Is there any proof that he was actually sold any additional alcoholic beverages once he was on the premises? As you mentioned, there is some indication that he may have already been intoxicated at the time that he arrived at the stadium. Even if he did consume an alcoholic beverage or beverages at the game, itself, does that necessarily mean that he was “served” the drink? What if a friend, completely sober, stood in line at the concession stand–which often occurs–and purchased the beer, which he then proceeded to pass off to the drunken fool for the drunken fool’s consumption? Correct me if I am mistaken, but this particular type of large and extremely loud venue seems to present unique problems with regard to claiming that merchants sold alcohol to obviously inebriated individuals, as the sober friends or acquaintances may, in fact, have been the ones who were actually involved in those purchases. The drunken fool may have been nowhere in sight during said transactions.
These events should be alcohol-free zones. Period. There is no way to control the distribution of alcohol in these types of large venues, which differ greatly from small, cozy bar, settings. No way to control continuing to sell obviously inebriated individuals more alcohol and no method to avoid selling underage kids drinks. Not to mention, once these games are completed, these liquored-up idiots then proceed to get behind the wheel of a car, now placing the travelling public in grave danger. These problems are not, obviously, merely confined to within the walls of the offending arenas.

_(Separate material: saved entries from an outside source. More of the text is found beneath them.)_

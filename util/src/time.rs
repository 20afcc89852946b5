//! General time utility functions

use chrono;

/// Number of nanoseconds in a second
pub const NANOS_PER_SECOND: i64 = 1_000_000_000;

/// Convert a duration into a number of seconds, or `None` if overflow
pub fn duration_to_seconds(duration: chrono::Duration) -> Option<f64> {
    duration.num_nanoseconds()
        .map(|ns| ns as f64 / NANOS_PER_SECOND as f64)
}
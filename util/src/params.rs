//! Parameter file loading
//!
//! Parameter files are TOML documents kept under `$NODE_SW_ROOT/params`. An executable may also be
//! pointed at an explicit file, which bypasses the root directory lookup.

// ---------------------------------------------------------------------------
// IMPORTS
// ---------------------------------------------------------------------------

use serde::de::DeserializeOwned;
use std::{fs::read_to_string, path::{Path, PathBuf}};
use thiserror::Error;
use toml;

// ---------------------------------------------------------------------------
// ENUMERATIONS
// ---------------------------------------------------------------------------

/// An error that occurs during loading of a parameter file.
#[derive(Debug, Error)]
pub enum LoadError {
    #[error("The software root environment variable (NODE_SW_ROOT) is not set")]
    SwRootNotSet,

    #[error("Cannot load the parameter file {0:?}: {1}")]
    FileLoadError(PathBuf, std::io::Error),

    #[error("Cannot read the parameter file: {0}")]
    DeserialiseError(toml::de::Error)
}

// ---------------------------------------------------------------------------
// PUBLIC FUNCTIONS
// ---------------------------------------------------------------------------

/// Load a parameter file
///
/// The file path is relative to the "$NODE_SW_ROOT/params" directory
pub fn load<P>(param_file_path: &str) -> Result<P, LoadError> 
where
    P: DeserializeOwned
{
    // Get the params dir
    let mut path = crate::host::get_sw_root()
        .map_err(|_| LoadError::SwRootNotSet)?;
    path.push("params");
    path.push(param_file_path);

    load_from_path(path)
}

/// Load a parameter file from an explicit path.
pub fn load_from_path<P, F>(path: F) -> Result<P, LoadError>
where
    P: DeserializeOwned,
    F: AsRef<Path>
{
    let params_str = read_to_string(path.as_ref())
        .map_err(|e| LoadError::FileLoadError(path.as_ref().to_path_buf(), e))?;

    from_toml_str(&params_str)
}

/// Parse parameters from a TOML string.
pub fn from_toml_str<P>(params_str: &str) -> Result<P, LoadError>
where
    P: DeserializeOwned
{
    toml::from_str(params_str).map_err(LoadError::DeserialiseError)
}

#[cfg(test)]
mod test {
    use super::*;
    use serde::Deserialize;

    #[derive(Debug, Deserialize, PartialEq)]
    struct Example {
        period_ms: u64,
        name: String,
    }

    #[test]
    fn test_from_toml_str() {
        let p: Example = from_toml_str("period_ms = 10\nname = \"node\"\n").unwrap();
        assert_eq!(p, Example { period_ms: 10, name: "node".into() });
    }

    #[test]
    fn test_bad_toml() {
        let r: Result<Example, _> = from_toml_str("period_ms = \"ten\"");
        assert!(matches!(r, Err(LoadError::DeserialiseError(_))));
    }

    #[test]
    fn test_missing_file() {
        let r: Result<Example, _> = load_from_path("/nonexistent/node_exec.toml");
        assert!(matches!(r, Err(LoadError::FileLoadError(_, _))));
    }
}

Nothing will change however, until and unless enough people are hurt or killed as the result of selling massive quantities of alcohol at these unruly events. The amount of money, involved in these lawsuits, is chump change when compared to the revenue brought in by the sale of beer to these establishments. As long as that’s the case, nothing will change. A risk that these stadiums are willing to take–a few lives, here or there, a few broken necks, here or there. No worries. The money’s good.
The fan isn’t being sued because he’s not the one with the “deep pockets” here!

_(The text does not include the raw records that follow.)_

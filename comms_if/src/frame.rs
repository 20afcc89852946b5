//! # Wire Frame
//!
//! The state frame exchanged with the remote controller once per cycle. A frame is exactly
//! [`FRAME_LEN`] signed 16 bit slots, stored as a single owned byte buffer in little-endian order
//! and accessed through typed accessors at fixed slot offsets.
//!
//! The last slot carries a checksum over all preceding slots. The checksum is the bitwise
//! complement of the wrapping sum of those slots, so altering any single slot always changes it.

// ------------------------------------------------------------------------------------------------
// IMPORTS
// ------------------------------------------------------------------------------------------------

use byteorder::{ByteOrder, LittleEndian};
use serde::{
    de::{self, Deserializer},
    ser::{SerializeSeq, Serializer},
    Deserialize, Serialize,
};

use crate::status::StatusBits;

// ------------------------------------------------------------------------------------------------
// CONSTANTS
// ------------------------------------------------------------------------------------------------

/// Number of slots in a frame.
pub const FRAME_LEN: usize = 90;

/// Number of bytes in a frame on the wire.
pub const FRAME_BYTES: usize = FRAME_LEN * 2;

/// Number of command/target pairs reserved for each actuator bank.
pub const BANK_SLOTS: usize = 15;

/// Slot offsets of the fixed fields.
pub mod idx {
    /// Command code
    pub const MASTER: usize = 0;
    /// Sequence counter (unsigned)
    pub const SEQ: usize = 1;
    /// Timed pause duration in milliseconds, only meaningful inbound
    pub const STOP_MS: usize = 2;
    /// Orientation roll, hundredths of a degree
    pub const ROLL: usize = 12;
    /// Orientation pitch, hundredths of a degree
    pub const PITCH: usize = 13;
    /// Orientation yaw relative to the calibrated origin, hundredths of a degree
    pub const YAW: usize = 14;
    /// Input device button bitfield (unsigned)
    pub const PAD_BUTTONS: usize = 15;
    /// Left stick, two packed `i8` axes
    pub const PAD_STICK_L: usize = 16;
    /// Right stick, two packed `i8` axes
    pub const PAD_STICK_R: usize = 17;
    /// Packed analog triggers
    pub const PAD_ANALOG: usize = 18;
    /// First command slot of the left bank
    pub const L_ORIGIN: usize = 20;
    /// First command slot of the right bank
    pub const R_ORIGIN: usize = 50;
    /// Status bitfield (high byte) and channel fault code (low byte)
    pub const STATUS: usize = 88;
    /// Checksum
    pub const CHECKSUM: usize = 89;
}

/// Command code value requesting a position move. Any other value releases the actuator.
pub const CMD_POSITION: i16 = 1;

/// Command code value releasing an actuator (torque off).
pub const CMD_RELEASE: i16 = 0;

// ------------------------------------------------------------------------------------------------
// STRUCTS
// ------------------------------------------------------------------------------------------------

/// A fixed length state frame.
///
/// The frame is one byte buffer. Slots are read and written through accessors which decode the
/// relevant two bytes, so no two views of different widths ever alias the same storage.
#[derive(Clone, Copy, PartialEq, Eq)]
pub struct WireFrame {
    bytes: [u8; FRAME_BYTES],
}

// ------------------------------------------------------------------------------------------------
// ENUMS
// ------------------------------------------------------------------------------------------------

/// The two actuator banks carried by the frame.
#[derive(Debug, Clone, Copy, PartialEq, Eq, Hash, Serialize, Deserialize)]
pub enum Bank {
    Left,
    Right,
}

/// Errors which can occur when building a frame from external data.
#[derive(thiserror::Error, Debug, PartialEq, Eq)]
pub enum FrameError {
    #[error("Expected {} bytes, found {0}", FRAME_BYTES)]
    WrongByteLength(usize),

    #[error("Expected {} slots, found {0}", FRAME_LEN)]
    WrongSlotCount(usize),
}

// ------------------------------------------------------------------------------------------------
// IMPLS
// ------------------------------------------------------------------------------------------------

impl Bank {
    /// Both banks in scan order.
    pub const ALL: [Bank; 2] = [Bank::Left, Bank::Right];

    /// Slot of the command for channel `index` in this bank. The target follows it.
    pub fn command_slot(self, index: usize) -> usize {
        let origin = match self {
            Bank::Left => idx::L_ORIGIN,
            Bank::Right => idx::R_ORIGIN,
        };
        origin + index * 2
    }

    /// Base of the channel fault code for this bank.
    pub fn fault_base(self) -> u8 {
        match self {
            Bank::Left => 100,
            Bank::Right => 200,
        }
    }
}

impl WireFrame {
    /// A frame with every slot zero.
    pub fn zeroed() -> Self {
        Self {
            bytes: [0u8; FRAME_BYTES],
        }
    }

    /// Build a frame from raw wire bytes.
    ///
    /// The byte slice must be exactly [`FRAME_BYTES`] long.
    pub fn from_bytes(bytes: &[u8]) -> Result<Self, FrameError> {
        if bytes.len() != FRAME_BYTES {
            return Err(FrameError::WrongByteLength(bytes.len()));
        }

        let mut frame = Self::zeroed();
        frame.bytes.copy_from_slice(bytes);
        Ok(frame)
    }

    /// Build a frame from a slice of slot values.
    pub fn from_slots(slots: &[i16]) -> Result<Self, FrameError> {
        if slots.len() != FRAME_LEN {
            return Err(FrameError::WrongSlotCount(slots.len()));
        }

        let mut frame = Self::zeroed();
        LittleEndian::write_i16_into(slots, &mut frame.bytes);
        Ok(frame)
    }

    /// Copy of the wire bytes.
    pub fn to_bytes(&self) -> [u8; FRAME_BYTES] {
        self.bytes
    }

    /// Borrow the wire bytes.
    pub fn as_bytes(&self) -> &[u8] {
        &self.bytes
    }

    /// Copy of all slot values.
    pub fn slots(&self) -> [i16; FRAME_LEN] {
        let mut slots = [0i16; FRAME_LEN];
        LittleEndian::read_i16_into(&self.bytes, &mut slots);
        slots
    }

    /// Read a slot as a signed value.
    ///
    /// ## Panics
    /// - If `index` is not less than [`FRAME_LEN`].
    pub fn slot(&self, index: usize) -> i16 {
        LittleEndian::read_i16(&self.bytes[index * 2..index * 2 + 2])
    }

    /// Write a signed value into a slot.
    ///
    /// ## Panics
    /// - If `index` is not less than [`FRAME_LEN`].
    pub fn set_slot(&mut self, index: usize, value: i16) {
        LittleEndian::write_i16(&mut self.bytes[index * 2..index * 2 + 2], value)
    }

    /// Read a slot as an unsigned value, used for bit-flag and counter slots.
    pub fn slot_u16(&self, index: usize) -> u16 {
        LittleEndian::read_u16(&self.bytes[index * 2..index * 2 + 2])
    }

    /// Write an unsigned value into a slot.
    pub fn set_slot_u16(&mut self, index: usize, value: u16) {
        LittleEndian::write_u16(&mut self.bytes[index * 2..index * 2 + 2], value)
    }

    /// The command code in the master slot.
    pub fn master(&self) -> i16 {
        self.slot(idx::MASTER)
    }

    pub fn set_master(&mut self, code: i16) {
        self.set_slot(idx::MASTER, code)
    }

    /// The sequence counter.
    pub fn seq(&self) -> u16 {
        self.slot_u16(idx::SEQ)
    }

    pub fn set_seq(&mut self, seq: u16) {
        self.set_slot_u16(idx::SEQ, seq)
    }

    /// Command code of a channel.
    pub fn command(&self, bank: Bank, index: usize) -> i16 {
        self.slot(bank.command_slot(index))
    }

    pub fn set_command(&mut self, bank: Bank, index: usize, code: i16) {
        self.set_slot(bank.command_slot(index), code)
    }

    /// Target of a channel in degrees.
    pub fn target_deg(&self, bank: Bank, index: usize) -> f64 {
        wire_to_deg(self.slot(bank.command_slot(index) + 1))
    }

    /// Write the target of a channel in degrees, quantised to the wire resolution.
    pub fn set_target_deg(&mut self, bank: Bank, index: usize, deg: f64) {
        self.set_slot(bank.command_slot(index) + 1, deg_to_wire(deg))
    }

    /// Set every command slot of both banks to release.
    pub fn release_all(&mut self) {
        for bank in Bank::ALL.iter() {
            for i in 0..BANK_SLOTS {
                self.set_command(*bank, i, CMD_RELEASE);
            }
        }
    }

    /// Set every target slot of both banks to zero degrees.
    pub fn zero_all_targets(&mut self) {
        for bank in Bank::ALL.iter() {
            for i in 0..BANK_SLOTS {
                self.set_slot(bank.command_slot(i) + 1, 0);
            }
        }
    }

    /// Fault class bits held in the high byte of the status slot.
    pub fn status_bits(&self) -> StatusBits {
        StatusBits::from_bits_truncate(self.slot_u16(idx::STATUS))
    }

    /// Raise or lower the given fault class bits, leaving the rest of the status slot untouched.
    pub fn set_status(&mut self, bits: StatusBits, raised: bool) {
        let mut status = self.slot_u16(idx::STATUS);
        if raised {
            status |= bits.bits();
        } else {
            status &= !bits.bits();
        }
        self.set_slot_u16(idx::STATUS, status)
    }

    /// The representative channel fault code in the low byte of the status slot.
    pub fn fault_code(&self) -> u8 {
        (self.slot_u16(idx::STATUS) & 0x00FF) as u8
    }

    pub fn set_fault_code(&mut self, code: u8) {
        let status = (self.slot_u16(idx::STATUS) & 0xFF00) | code as u16;
        self.set_slot_u16(idx::STATUS, status)
    }

    /// Compute the checksum over every slot preceding the checksum slot.
    pub fn checksum(&self) -> i16 {
        let sum = (0..idx::CHECKSUM).fold(0i16, |acc, i| acc.wrapping_add(self.slot(i)));
        !sum
    }

    /// Compute and store the checksum.
    pub fn write_checksum(&mut self) {
        let cksm = self.checksum();
        self.set_slot(idx::CHECKSUM, cksm)
    }

    /// Recompute the checksum and compare it with the stored one.
    pub fn validate(&self) -> bool {
        self.checksum() == self.slot(idx::CHECKSUM)
    }
}

impl Default for WireFrame {
    /// A valid frame in normal operation: the master slot holds the frame length.
    fn default() -> Self {
        let mut frame = Self::zeroed();
        frame.set_master(FRAME_LEN as i16);
        frame.write_checksum();
        frame
    }
}

impl std::fmt::Debug for WireFrame {
    fn fmt(&self, f: &mut std::fmt::Formatter<'_>) -> std::fmt::Result {
        f.debug_list().entries(self.slots().iter()).finish()
    }
}

impl Serialize for WireFrame {
    fn serialize<S>(&self, serializer: S) -> Result<S::Ok, S::Error>
    where
        S: Serializer,
    {
        let mut seq = serializer.serialize_seq(Some(FRAME_LEN))?;
        for v in self.slots().iter() {
            seq.serialize_element(v)?;
        }
        seq.end()
    }
}

impl<'de> Deserialize<'de> for WireFrame {
    fn deserialize<D>(deserializer: D) -> Result<Self, D::Error>
    where
        D: Deserializer<'de>,
    {
        let slots = Vec::<i16>::deserialize(deserializer)?;
        WireFrame::from_slots(&slots).map_err(de::Error::custom)
    }
}

// ------------------------------------------------------------------------------------------------
// PUBLIC FUNCTIONS
// ------------------------------------------------------------------------------------------------

/// Convert an angle in degrees to wire units (hundredths of a degree), saturating at the `i16`
/// range.
pub fn deg_to_wire(deg: f64) -> i16 {
    let hundredths = (deg * 100.0).round();
    if hundredths.is_nan() {
        0
    } else if hundredths >= i16::MAX as f64 {
        i16::MAX
    } else if hundredths <= i16::MIN as f64 {
        i16::MIN
    } else {
        hundredths as i16
    }
}

/// Convert wire units (hundredths of a degree) to degrees.
pub fn wire_to_deg(value: i16) -> f64 {
    value as f64 / 100.0
}

#[cfg(test)]
mod test {
    use super::*;
    use proptest::prelude::*;

    fn sample_frame() -> WireFrame {
        let mut f = WireFrame::default();
        f.set_seq(1234);
        f.set_command(Bank::Left, 3, CMD_POSITION);
        f.set_target_deg(Bank::Left, 3, -12.5);
        f.set_target_deg(Bank::Right, 14, 90.0);
        f.write_checksum();
        f
    }

    #[test]
    fn test_checksum_detects_single_slot_change() {
        let f = sample_frame();
        assert!(f.validate());

        for i in 0..idx::CHECKSUM {
            let mut g = f;
            g.set_slot(i, g.slot(i).wrapping_add(1));
            assert!(!g.validate(), "change in slot {} went undetected", i);
        }
    }

    #[test]
    fn test_bank_layout() {
        let f = sample_frame();
        assert_eq!(f.slot(26), CMD_POSITION);
        assert_eq!(f.slot(27), -1250);
        assert_eq!(f.slot(79), 9000);
        assert_eq!(f.target_deg(Bank::Right, 14), 90.0);
    }

    #[test]
    fn test_status_halves_are_independent() {
        let mut f = WireFrame::zeroed();
        f.set_fault_code(203);
        f.set_status(StatusBits::SEQ_SKIP | StatusBits::RECV_INVALID, true);
        assert_eq!(f.fault_code(), 203);
        assert!(f.status_bits().contains(StatusBits::SEQ_SKIP));

        f.set_status(StatusBits::SEQ_SKIP, false);
        assert_eq!(f.status_bits(), StatusBits::RECV_INVALID);
        assert_eq!(f.fault_code(), 203);

        f.set_fault_code(0);
        assert_eq!(f.status_bits(), StatusBits::RECV_INVALID);
    }

    #[test]
    fn test_wrong_lengths_rejected() {
        assert_eq!(
            WireFrame::from_bytes(&[0u8; 10]),
            Err(FrameError::WrongByteLength(10))
        );
        assert_eq!(
            WireFrame::from_slots(&[0i16; 91]),
            Err(FrameError::WrongSlotCount(91))
        );
    }

    #[test]
    fn test_deg_to_wire_saturates() {
        assert_eq!(deg_to_wire(400.0), i16::MAX);
        assert_eq!(deg_to_wire(-400.0), i16::MIN);
        assert_eq!(deg_to_wire(0.014), 1);
        assert_eq!(deg_to_wire(f64::NAN), 0);
    }

    #[test]
    fn test_serde_rejects_short_frames() {
        let f = sample_frame();
        let json = serde_json::to_string(&f).unwrap();
        let back: WireFrame = serde_json::from_str(&json).unwrap();
        assert_eq!(back, f);

        assert!(serde_json::from_str::<WireFrame>("[1, 2, 3]").is_err());
    }

    proptest! {
        #[test]
        fn prop_bytes_round_trip(slots in proptest::collection::vec(any::<i16>(), FRAME_LEN)) {
            let f = WireFrame::from_slots(&slots).unwrap();
            let back = WireFrame::from_bytes(&f.to_bytes()).unwrap();
            prop_assert_eq!(back, f);
            prop_assert_eq!(&back.slots()[..], &slots[..]);
        }

        #[test]
        fn prop_checksum_valid_after_write(slots in proptest::collection::vec(any::<i16>(), FRAME_LEN)) {
            let mut f = WireFrame::from_slots(&slots).unwrap();
            f.write_checksum();
            prop_assert!(f.validate());
        }
    }
}
//! Utility library for the actuation node software

// ---------------------------------------------------------------------------
// MODULES
// ---------------------------------------------------------------------------

pub mod host;
#[macro_use]
pub mod logger;
pub mod maths;
pub mod params;
pub mod session;
pub mod time;

// ---------------------------------------------------------------------------
// REEXPORTS
// ---------------------------------------------------------------------------

pub use comms_if;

Although there will forever be ways to circumvent any system, it is also fairly easy in this day & age from a technical standpoint to track or limit how much alcohol is sold to each seat & even changing that limit based on M/F – age & time or other factors that would be a good faith attempt at least to pace or limit the intoxication level.
Of course I think perhaps the reason they don’t is that any attempt to do anything at all may assume fractional and thus as the deepest pocket total liability.